Teratogenic effects have not been observed in animal reproduction studies; a case report has demonstrated the safe use of ticlopidine in pregnant women (Ueno, 2001).

Patient Education

• Discuss specific use of drug and side effects with patient as it relates to treatment. (HCAHPS: During this hospital stay, were you given any medicine that you had not taken before? Before giving you any new medicine, how often did hospital staff tell you what the medicine was for? How often did hospital staff describe possible side effects in a way you could understand?)

• Patient may experience nausea.
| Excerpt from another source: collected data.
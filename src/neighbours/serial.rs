use super::NeighbourSearch;
use crate::Result;
use num_traits::Float;

/// Core distance of every point: the distance to its kth nearest neighbour.
pub(crate) fn calc_core_distances<T: Float>(
    search: &NeighbourSearch<'_, T>,
    k: usize,
) -> Result<Vec<T>> {
    (0..search.len())
        .map(|n| search.kth_neighbour_distance(n, k))
        .collect()
}

/// The `radius` neighbourhood of every point, each one including the point itself.
pub(crate) fn calc_neighbourhoods<T: Float>(
    search: &NeighbourSearch<'_, T>,
    radius: T,
) -> Result<Vec<Vec<usize>>> {
    (0..search.len()).map(|n| search.within(n, radius)).collect()
}
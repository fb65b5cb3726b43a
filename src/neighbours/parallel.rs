#![cfg(feature = "parallel")]
use super::NeighbourSearch;
use crate::Result;
use num_traits::Float;
use rayon::prelude::*;

/// Parallel counterpart of [`super::serial::calc_core_distances`].
pub(crate) fn calc_core_distances<T: Float + Send + Sync>(
    search: &NeighbourSearch<'_, T>,
    k: usize,
) -> Result<Vec<T>> {
    (0..search.len())
        .into_par_iter()
        .map(|n| search.kth_neighbour_distance(n, k))
        .collect()
}

/// Parallel counterpart of [`super::serial::calc_neighbourhoods`].
pub(crate) fn calc_neighbourhoods<T: Float + Send + Sync>(
    search: &NeighbourSearch<'_, T>,
    radius: T,
) -> Result<Vec<Vec<usize>>> {
    (0..search.len())
        .into_par_iter()
        .map(|n| search.within(n, radius))
        .collect()
}
#[cfg(feature = "parallel")]
use crate::neighbours::parallel;
use crate::neighbours::{serial, NeighbourSearch};
use crate::validation::DataValidator;
#[cfg(feature = "parallel")]
use crate::clustering::summarise;
#[cfg(feature = "parallel")]
use crate::ClusteringResult;
use crate::{Algorithm, DbscanHyperParams, DensityClusterer, OutlierError, Result, NOISE_LABEL};
use num_traits::Float;
use std::collections::VecDeque;

/// Flat density based clustering (DBSCAN) over a borrowed point set.
///
/// A point is a core point when at least `min_pts` points, itself included, lie within `eps`
/// of it. Core points within `eps` of each other share a cluster, non-core points within `eps`
/// of a core point join that core point's cluster, and everything else is noise.
///
/// Points are visited in ascending index order and clusters are numbered from 0 in the order
/// they are discovered. A border point within reach of two clusters joins the first one.
#[derive(Debug, Clone, PartialEq)]
pub struct Dbscan<'a, T> {
    data: &'a [Vec<T>],
    hp: DbscanHyperParams,
}

impl<'a, T: Float> Dbscan<'a, T> {
    /// Creates a DBSCAN clusterer using a custom hyper parameter configuration.
    ///
    /// # Examples
    /// ```
    ///use density_outliers::{Dbscan, DbscanHyperParams};
    ///
    ///let data: Vec<Vec<f64>> = vec![
    ///    vec![0.0, 0.0, 0.0],
    ///    vec![1.0, 1.0, 1.0],
    ///    vec![2.0, 2.0, 2.0],
    ///    vec![100.0, 100.0, 100.0],
    ///];
    ///let config = DbscanHyperParams::builder().eps(2.0).min_pts(2).build();
    ///let clusterer = Dbscan::new(&data, config);
    ///assert_eq!(vec![0, 0, 0, -1], clusterer.cluster().unwrap());
    /// ```
    pub fn new(data: &'a [Vec<T>], hyper_params: DbscanHyperParams) -> Self {
        Dbscan {
            data,
            hp: hyper_params,
        }
    }

    /// Creates a DBSCAN clusterer using the default hyper parameters.
    pub fn default_hyper_params(data: &'a [Vec<T>]) -> Self {
        Dbscan::new(data, DbscanHyperParams::default())
    }

    /// Performs clustering on the points passed to the constructor.
    ///
    /// # Returns
    /// * A label per point: a cluster id from 0 upwards, or -1 for noise. An error is
    ///   returned if the data is empty, has mismatched dimensions or non-finite coordinates,
    ///   or if a hyper parameter is out of range.
    pub fn cluster(&self) -> Result<Vec<i32>> {
        let (search, eps) = self.prepare()?;
        let neighbourhoods = serial::calc_neighbourhoods(&search, eps)?;
        Ok(self.expand_clusters(&neighbourhoods))
    }

    fn prepare(&self) -> Result<(NeighbourSearch<'a, T>, T)> {
        DataValidator::infer(self.data)?.validate_input_data(self.data)?;
        self.hp.validate()?;
        let eps = T::from(self.hp.eps).ok_or(OutlierError::InvalidParameter {
            name: "eps",
            message: "cannot be represented in the point coordinate type",
        })?;
        let search = NeighbourSearch::new(self.data, self.hp.nn_algo, self.hp.dist_metric)?;
        Ok((search, eps))
    }

    fn expand_clusters(&self, neighbourhoods: &[Vec<usize>]) -> Vec<i32> {
        let is_core: Vec<bool> = neighbourhoods
            .iter()
            .map(|neighbourhood| neighbourhood.len() >= self.hp.min_pts)
            .collect();

        // Unreached points keep the noise label, so noise doubles as "unassigned"
        let mut labels = vec![NOISE_LABEL; neighbourhoods.len()];
        let mut cluster_id = 0;

        for seed in 0..neighbourhoods.len() {
            if !is_core[seed] || labels[seed] != NOISE_LABEL {
                continue;
            }
            labels[seed] = cluster_id;
            let mut process_queue = VecDeque::from([seed]);

            while let Some(current) = process_queue.pop_front() {
                // Border points join the cluster but don't extend it
                if !is_core[current] {
                    continue;
                }
                for &neighbour in &neighbourhoods[current] {
                    if labels[neighbour] == NOISE_LABEL {
                        labels[neighbour] = cluster_id;
                        process_queue.push_back(neighbour);
                    }
                }
            }
            cluster_id += 1;
        }
        labels
    }
}

#[cfg(feature = "parallel")]
impl<'a, T: Float + Send + Sync> Dbscan<'a, T> {
    /// Performs clustering with neighbourhood queries spread over the rayon thread pool.
    /// Produces the same labels as [`Dbscan::cluster`].
    pub fn cluster_par(&self) -> Result<Vec<i32>> {
        let (search, eps) = self.prepare()?;
        let neighbourhoods = parallel::calc_neighbourhoods(&search, eps)?;
        Ok(self.expand_clusters(&neighbourhoods))
    }

    pub fn fit_par(&self) -> Result<ClusteringResult> {
        Ok(summarise(Algorithm::Dbscan, self.cluster_par()?))
    }
}

impl<'a, T: Float> DensityClusterer for Dbscan<'a, T> {
    fn algorithm(&self) -> Algorithm {
        Algorithm::Dbscan
    }

    fn cluster(&self) -> Result<Vec<i32>> {
        Dbscan::cluster(self)
    }
}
Have patient report immediately to prescriber signs of bleeding (vomiting blood or vomit that looks like coffee grounds; coughing up blood; blood in the urine; black, red, or tarry stools; bleeding from the gums; abnormal vaginal bleeding; bruises without a reason or that get bigger; or any bleeding that is very bad or that will not stop), signs of severe cerebrovascular disease (change in strength on one side is greater than the other, trouble speaking or thinking, change in balance, or change in eyesight), signs of infection, pinpoint red spots on skin, severe headache, dark urine, jaundice, loss of strength and energy, pale skin, seizures, vision changes, urinary retention, change in amount of urine passed, severe diarrhea, severe abdominal pain, or bloody diarrhea (HCAHPS).

• Educate patient about signs of a significant reaction (eg, wheezing; chest tightness; fever; itching; bad cough; blue skin color; seizures; or swelling of face, lips, tongue, or throat). Note: This is not a comprehensive list of all side effects. Patient should consult prescriber for additional questions.

Intended Use and Disclaimer: Should not be printed and given to patients. This information is intended to serve as a concise initial reference for healthcare professionals to use when discussing medications with a patient. You must ultimately rely on your own discretion, experience and judgment in diagnosing, treating and advising patients.